This weekend I decided to reinstall Ubuntu onto my laptop. So far, I’m very impressed:
- It asked me for details like what I wanted my username to be while it was copying files rather than before or after, which is a nice time saver
- It automatically recognized most of my computer’s hardware, unlike the Google Chrome OS which I tried to install earlier in the day. That system didn’t recognize my wifi and didn’t include ndiswrapper, the utility which lets you install Windows wifi drivers onto Linux, which is frankly unforgivable at this point
- It’s very fast, at least compared to the Windows Vista installation I was using. Firefox opens almost immediately rather than several seconds later.

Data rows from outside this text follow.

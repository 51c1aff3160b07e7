//! Services layer - business operations and utilities.
//!
//! This module contains business logic and operations:
//! - Arithmetic tokenizing, parsing and evaluation
//! - Result formatting

pub mod arithmetic;
pub mod number_format;
use std::iter::Peekable;
use std::slice::Iter;

use super::lexer::Token;
use crate::app::infrastructure::error::EvalError;

#[derive(Debug, Clone, Copy, PartialEq, Eq)]
pub enum BinaryOp {
    Add,
    Subtract,
    Multiply,
    Divide,
}

/// A number with its folded run of unary signs.
#[derive(Debug, Clone, Copy, PartialEq)]
pub struct Operand {
    pub negated: bool,
    pub value: f64,
}

/// `operand (('*' | '/') operand)*`
#[derive(Debug, Clone, PartialEq)]
pub struct Term {
    pub first: Operand,
    pub rest: Vec<(BinaryOp, Operand)>,
}

/// `term (('+' | '-') term)*`
///
/// Two precedence levels only, so the tree is flat and its depth does not
/// grow with the length of the input.
#[derive(Debug, Clone, PartialEq)]
pub struct Ast {
    pub first: Term,
    pub rest: Vec<(BinaryOp, Term)>,
}

/// Parse tokens following the grammar
///
/// ```text
/// expr    := term (('+' | '-') term)*
/// term    := operand (('*' | '/') operand)*
/// operand := ('+' | '-')* number
/// ```
pub fn parse(tokens: &[Token]) -> Result<Ast, EvalError> {
    if tokens.is_empty() {
        return Err(EvalError::EmptyExpression);
    }

    let mut parser = Parser {
        tokens: tokens.iter().peekable(),
    };
    let ast = parser.expr()?;
    match parser.tokens.next() {
        None => Ok(ast),
        Some(_) => Err(EvalError::UnexpectedToken),
    }
}

struct Parser<'a> {
    tokens: Peekable<Iter<'a, Token>>,
}

impl Parser<'_> {
    fn expr(&mut self) -> Result<Ast, EvalError> {
        let first = self.term()?;
        let mut rest = Vec::new();
        while let Some(op) = self.next_if_op(|t| match t {
            Token::Plus => Some(BinaryOp::Add),
            Token::Minus => Some(BinaryOp::Subtract),
            _ => None,
        }) {
            rest.push((op, self.term()?));
        }
        Ok(Ast { first, rest })
    }

    fn term(&mut self) -> Result<Term, EvalError> {
        let first = self.operand()?;
        let mut rest = Vec::new();
        while let Some(op) = self.next_if_op(|t| match t {
            Token::Star => Some(BinaryOp::Multiply),
            Token::Slash => Some(BinaryOp::Divide),
            _ => None,
        }) {
            rest.push((op, self.operand()?));
        }
        Ok(Term { first, rest })
    }

    fn operand(&mut self) -> Result<Operand, EvalError> {
        let mut negated = false;
        loop {
            match self.tokens.next() {
                None => return Err(EvalError::UnexpectedEnd),
                Some(Token::Number(n)) => return Ok(Operand { negated, value: *n }),
                Some(Token::Plus) => {}
                Some(Token::Minus) => negated = !negated,
                Some(Token::Star | Token::Slash) => return Err(EvalError::UnexpectedToken),
            }
        }
    }

    fn next_if_op(&mut self, classify: impl Fn(&Token) -> Option<BinaryOp>) -> Option<BinaryOp> {
        let op = classify(*self.tokens.peek()?)?;
        self.tokens.next();
        Some(op)
    }
}

#[cfg(test)]
mod tests {
    use super::*;
    use crate::app::services::arithmetic::lexer::tokenize;

    fn parse_str(input: &str) -> Result<Ast, EvalError> {
        parse(&tokenize(input)?)
    }

    fn num(n: f64) -> Operand {
        Operand { negated: false, value: n }
    }

    fn neg(n: f64) -> Operand {
        Operand { negated: true, value: n }
    }

    fn term(first: Operand) -> Term {
        Term { first, rest: Vec::new() }
    }

    #[test]
    fn test_single_number() {
        assert_eq!(
            parse_str("42"),
            Ok(Ast { first: term(num(42.0)), rest: vec![] })
        );
    }

    #[test]
    fn test_multiplication_binds_tighter() {
        assert_eq!(
            parse_str("2+3*4"),
            Ok(Ast {
                first: term(num(2.0)),
                rest: vec![(
                    BinaryOp::Add,
                    Term { first: num(3.0), rest: vec![(BinaryOp::Multiply, num(4.0))] },
                )],
            })
        );
    }

    #[test]
    fn test_chains_stay_in_order() {
        assert_eq!(
            parse_str("8-2-1"),
            Ok(Ast {
                first: term(num(8.0)),
                rest: vec![
                    (BinaryOp::Subtract, term(num(2.0))),
                    (BinaryOp::Subtract, term(num(1.0))),
                ],
            })
        );
    }

    #[test]
    fn test_unary_signs_fold() {
        assert_eq!(parse_str("-5").unwrap().first, term(neg(5.0)));
        assert_eq!(parse_str("+5").unwrap().first, term(num(5.0)));
        assert_eq!(parse_str("--5").unwrap().first, term(num(5.0)));
        assert_eq!(parse_str("-+-5").unwrap().first, term(num(5.0)));
        assert_eq!(
            parse_str("5*-2").unwrap().first,
            Term { first: num(5.0), rest: vec![(BinaryOp::Multiply, neg(2.0))] }
        );
    }

    #[test]
    fn test_long_sign_run() {
        let input = format!("{}1", "-".repeat(100_001));
        assert_eq!(parse_str(&input).unwrap().first, term(neg(1.0)));
    }

    #[test]
    fn test_empty() {
        assert_eq!(parse_str(""), Err(EvalError::EmptyExpression));
    }

    #[test]
    fn test_trailing_operator() {
        assert_eq!(parse_str("5*"), Err(EvalError::UnexpectedEnd));
        assert_eq!(parse_str("5+"), Err(EvalError::UnexpectedEnd));
        assert_eq!(parse_str("-"), Err(EvalError::UnexpectedEnd));
    }

    #[test]
    fn test_misplaced_operator() {
        assert_eq!(parse_str("*5"), Err(EvalError::UnexpectedToken));
        assert_eq!(parse_str("5**2"), Err(EvalError::UnexpectedToken));
        assert_eq!(parse_str("5//2"), Err(EvalError::UnexpectedToken));
    }

    #[test]
    fn test_adjacent_numbers() {
        let tokens = [Token::Number(1.0), Token::Number(2.0)];
        assert_eq!(parse(&tokens), Err(EvalError::UnexpectedToken));
    }
}
use fltk::{
    button::Button,
    enums::{Color, FrameType},
    input::Input,
    prelude::*,
    window::Window,
};

use crate::app::domain::keys::Key;

struct Palette {
    window: Color,
    display_bg: Color,
    display_fg: Color,
    digit: Color,
    operator: Color,
    action: Color,
    label: Color,
}

const LIGHT: Palette = Palette {
    window: Color::from_rgb(240, 240, 240),
    display_bg: Color::White,
    display_fg: Color::Black,
    digit: Color::from_rgb(250, 250, 250),
    operator: Color::from_rgb(222, 165, 132), // Ferris orange, muted
    action: Color::from_rgb(200, 200, 200),
    label: Color::Black,
};

const DARK: Palette = Palette {
    window: Color::from_rgb(25, 25, 25),
    display_bg: Color::from_rgb(30, 30, 30),
    display_fg: Color::from_rgb(220, 220, 220),
    digit: Color::from_rgb(50, 50, 50),
    operator: Color::from_rgb(165, 75, 40),
    action: Color::from_rgb(70, 70, 70),
    label: Color::from_rgb(220, 220, 220),
};

pub fn apply_theme(
    window: &mut Window,
    display: &mut Input,
    buttons: &mut [(Key, Button)],
    is_dark: bool,
) {
    let palette = if is_dark { &DARK } else { &LIGHT };

    window.set_color(palette.window);
    window.set_label_color(palette.label);

    display.set_color(palette.display_bg);
    display.set_text_color(palette.display_fg);
    display.set_selection_color(palette.operator);

    for (key, button) in buttons.iter_mut() {
        let color = match key {
            Key::Token(_) if key.is_operator() => palette.operator,
            Key::Token(_) => palette.digit,
            Key::Clear | Key::Evaluate => palette.action,
        };
        button.set_frame(FrameType::RoundedBox);
        button.set_color(color);
        button.set_selection_color(color.darker());
        button.set_label_color(palette.label);
        button.redraw();
    }

    display.redraw();
    window.redraw();
}

/// Set Windows title bar theme (Windows 10 build 1809+)
/// Must be called AFTER window.show() to have a valid HWND
#[cfg(target_os = "windows")]
pub fn set_windows_titlebar_theme(window: &Window, is_dark: bool) {
    use std::mem::size_of;
    use std::ptr::from_ref;
    use windows::Win32::Foundation::HWND;
    use windows::Win32::Graphics::Dwm::{DWMWINDOWATTRIBUTE, DwmSetWindowAttribute};

    let on: i32 = if is_dark { 1 } else { 0 };

    unsafe {
        let hwnd = HWND(window.raw_handle() as *mut std::ffi::c_void);

        // 20 = DWMWA_USE_IMMERSIVE_DARK_MODE (Windows 10 2004+), 19 on older builds
        for attribute in [20, 19] {
            let _ = DwmSetWindowAttribute(
                hwnd,
                DWMWINDOWATTRIBUTE(attribute),
                from_ref(&on).cast(),
                size_of::<i32>() as u32,
            );
        }
    }
}
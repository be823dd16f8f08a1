//! Local roll-ups over a page of activity rows.
//!
//! The backend aggregates activity per device and day. Views that chart a page
//! of those rows sum them locally; this module is that summation.

use std::collections::BTreeMap;

use serde::{Deserialize, Serialize};

/// Seconds attributed to one application or window title.
#[derive(Debug, Clone, PartialEq, Eq, Serialize, Deserialize)]
pub struct UsageEntry {
    /// Application name or window title.
    #[serde(alias = "app", alias = "title")]
    pub name: String,
    /// Foreground seconds attributed to `name`.
    #[serde(default)]
    pub seconds: u64,
}

/// Read access to one activity row, implemented by the API models.
pub trait ActivityRow {
    /// Seconds with user input.
    fn active_seconds(&self) -> u64;
    /// Seconds without user input.
    fn idle_seconds(&self) -> u64;
    /// Top applications for the row.
    fn top_apps(&self) -> &[UsageEntry];
    /// Top window titles for the row.
    fn top_titles(&self) -> &[UsageEntry];
}

/// Sum of a set of activity rows.
#[derive(Debug, Clone, Default, PartialEq, Eq)]
pub struct ActivityTotals {
    /// Rows folded into the totals.
    pub rows: usize,
    /// Summed active seconds.
    pub active_seconds: u64,
    /// Summed idle seconds.
    pub idle_seconds: u64,
    apps: BTreeMap<String, u64>,
    titles: BTreeMap<String, u64>,
}

impl ActivityTotals {
    /// Fold every row into a fresh total.
    pub fn from_rows<'a, R, I>(rows: I) -> Self
    where
        R: ActivityRow + 'a,
        I: IntoIterator<Item = &'a R>,
    {
        let mut totals = Self::default();
        for row in rows {
            totals.add(row);
        }
        totals
    }

    /// Fold one row into the running total.
    pub fn add<R: ActivityRow + ?Sized>(&mut self, row: &R) {
        self.rows += 1;
        self.active_seconds = self.active_seconds.saturating_add(row.active_seconds());
        self.idle_seconds = self.idle_seconds.saturating_add(row.idle_seconds());
        merge(&mut self.apps, row.top_apps());
        merge(&mut self.titles, row.top_titles());
    }

    /// Active plus idle seconds.
    #[must_use]
    pub const fn tracked_seconds(&self) -> u64 {
        self.active_seconds.saturating_add(self.idle_seconds)
    }

    /// Share of tracked time that was active, or `None` when nothing was tracked.
    #[must_use]
    #[allow(clippy::cast_precision_loss)]
    pub fn active_ratio(&self) -> Option<f64> {
        let tracked = self.tracked_seconds();
        if tracked == 0 {
            return None;
        }
        Some(self.active_seconds as f64 / tracked as f64)
    }

    /// The `limit` applications with the most seconds.
    #[must_use]
    pub fn top_apps(&self, limit: usize) -> Vec<UsageEntry> {
        ranked(&self.apps, limit)
    }

    /// The `limit` window titles with the most seconds.
    #[must_use]
    pub fn top_titles(&self, limit: usize) -> Vec<UsageEntry> {
        ranked(&self.titles, limit)
    }
}

fn merge(into: &mut BTreeMap<String, u64>, entries: &[UsageEntry]) {
    for entry in entries {
        let slot = into.entry(entry.name.clone()).or_default();
        *slot = slot.saturating_add(entry.seconds);
    }
}

fn ranked(source: &BTreeMap<String, u64>, limit: usize) -> Vec<UsageEntry> {
    let mut entries: Vec<UsageEntry> = source
        .iter()
        .map(|(name, seconds)| UsageEntry {
            name: name.clone(),
            seconds: *seconds,
        })
        .collect();
    entries.sort_by(|a, b| b.seconds.cmp(&a.seconds).then_with(|| a.name.cmp(&b.name)));
    entries.truncate(limit);
    entries
}

/// Render seconds as `1h 02m 03s`, `3m 07s`, or `45s`.
#[must_use]
pub fn format_duration(seconds: u64) -> String {
    let hours = seconds / 3_600;
    let minutes = (seconds % 3_600) / 60;
    let secs = seconds % 60;
    if hours > 0 {
        format!("{hours}h {minutes:02}m {secs:02}s")
    } else if minutes > 0 {
        format!("{minutes}m {secs:02}s")
    } else {
        format!("{secs}s")
    }
}

#[cfg(test)]
mod tests {
    use super::*;

    struct Row {
        active: u64,
        idle: u64,
        apps: Vec<UsageEntry>,
        titles: Vec<UsageEntry>,
    }

    impl ActivityRow for Row {
        fn active_seconds(&self) -> u64 {
            self.active
        }
        fn idle_seconds(&self) -> u64 {
            self.idle
        }
        fn top_apps(&self) -> &[UsageEntry] {
            &self.apps
        }
        fn top_titles(&self) -> &[UsageEntry] {
            &self.titles
        }
    }

    fn usage(name: &str, seconds: u64) -> UsageEntry {
        UsageEntry {
            name: name.to_string(),
            seconds,
        }
    }

    fn sample_rows() -> Vec<Row> {
        vec![
            Row {
                active: 3_600,
                idle: 600,
                apps: vec![usage("code", 2_000), usage("firefox", 1_200)],
                titles: vec![usage("main.rs", 900)],
            },
            Row {
                active: 1_800,
                idle: 1_800,
                apps: vec![usage("firefox", 1_000), usage("slack", 500)],
                titles: vec![usage("main.rs", 300), usage("inbox", 600)],
            },
        ]
    }

    #[test]
    fn totals_sum_seconds_across_rows() {
        let rows = sample_rows();
        let totals = ActivityTotals::from_rows(&rows);
        assert_eq!(totals.rows, 2);
        assert_eq!(totals.active_seconds, 5_400);
        assert_eq!(totals.idle_seconds, 2_400);
        assert_eq!(totals.tracked_seconds(), 7_800);
    }

    #[test]
    fn top_lists_merge_by_name_and_rank_descending() {
        let totals = ActivityTotals::from_rows(&sample_rows());
        assert_eq!(
            totals.top_apps(2),
            vec![usage("firefox", 2_200), usage("code", 2_000)]
        );
        assert_eq!(
            totals.top_titles(5),
            vec![usage("main.rs", 1_200), usage("inbox", 600)]
        );
    }

    #[test]
    fn ties_rank_by_name() {
        let rows = vec![Row {
            active: 0,
            idle: 0,
            apps: vec![usage("zsh", 10), usage("bash", 10)],
            titles: Vec::new(),
        }];
        let totals = ActivityTotals::from_rows(&rows);
        assert_eq!(totals.top_apps(1), vec![usage("bash", 10)]);
    }

    #[test]
    fn active_ratio_handles_empty_totals() {
        assert_eq!(ActivityTotals::default().active_ratio(), None);
        let rows = vec![Row {
            active: 30,
            idle: 10,
            apps: Vec::new(),
            titles: Vec::new(),
        }];
        let ratio = ActivityTotals::from_rows(&rows)
            .active_ratio()
            .expect("ratio present");
        assert!((ratio - 0.75).abs() < f64::EPSILON);
    }

    #[test]
    fn format_duration_picks_units() {
        assert_eq!(format_duration(0), "0s");
        assert_eq!(format_duration(45), "45s");
        assert_eq!(format_duration(187), "3m 07s");
        assert_eq!(format_duration(3_723), "1h 02m 03s");
        assert_eq!(format_duration(90_000), "25h 00m 00s");
    }

    #[test]
    fn usage_entry_accepts_title_alias() {
        let entry: UsageEntry =
            serde_json::from_str(r#"{"title":"inbox","seconds":12}"#).expect("parse entry");
        assert_eq!(entry, usage("inbox", 12));
    }
}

- This is more of a Firefox feature than an Ubuntu feature, but they made syncing very, very easy, so all my bookmarks and passwords carried over from my other PC with no trouble.
- I like the new Unity interface a lot. For example, they borrowed the menu system from OS X, so now the menu looks like this:
And when the screen is maximized, the menu bar is covered by the title bar of the window, so the menu is hidden unless you hover over the title. Pretty clever. And the new “start menu” is very nice as well:
- Oh, and the Ubuntu Software Center is a very nice interface for downloading new software, sort of like the App Store on iOS. You can still use Synaptic Package Manager or sudo apt-get [package] from the command line, but this is a really clean and easy interface.
For what I use my laptop for (mostly web browsing) this ought to do very nicely indeed.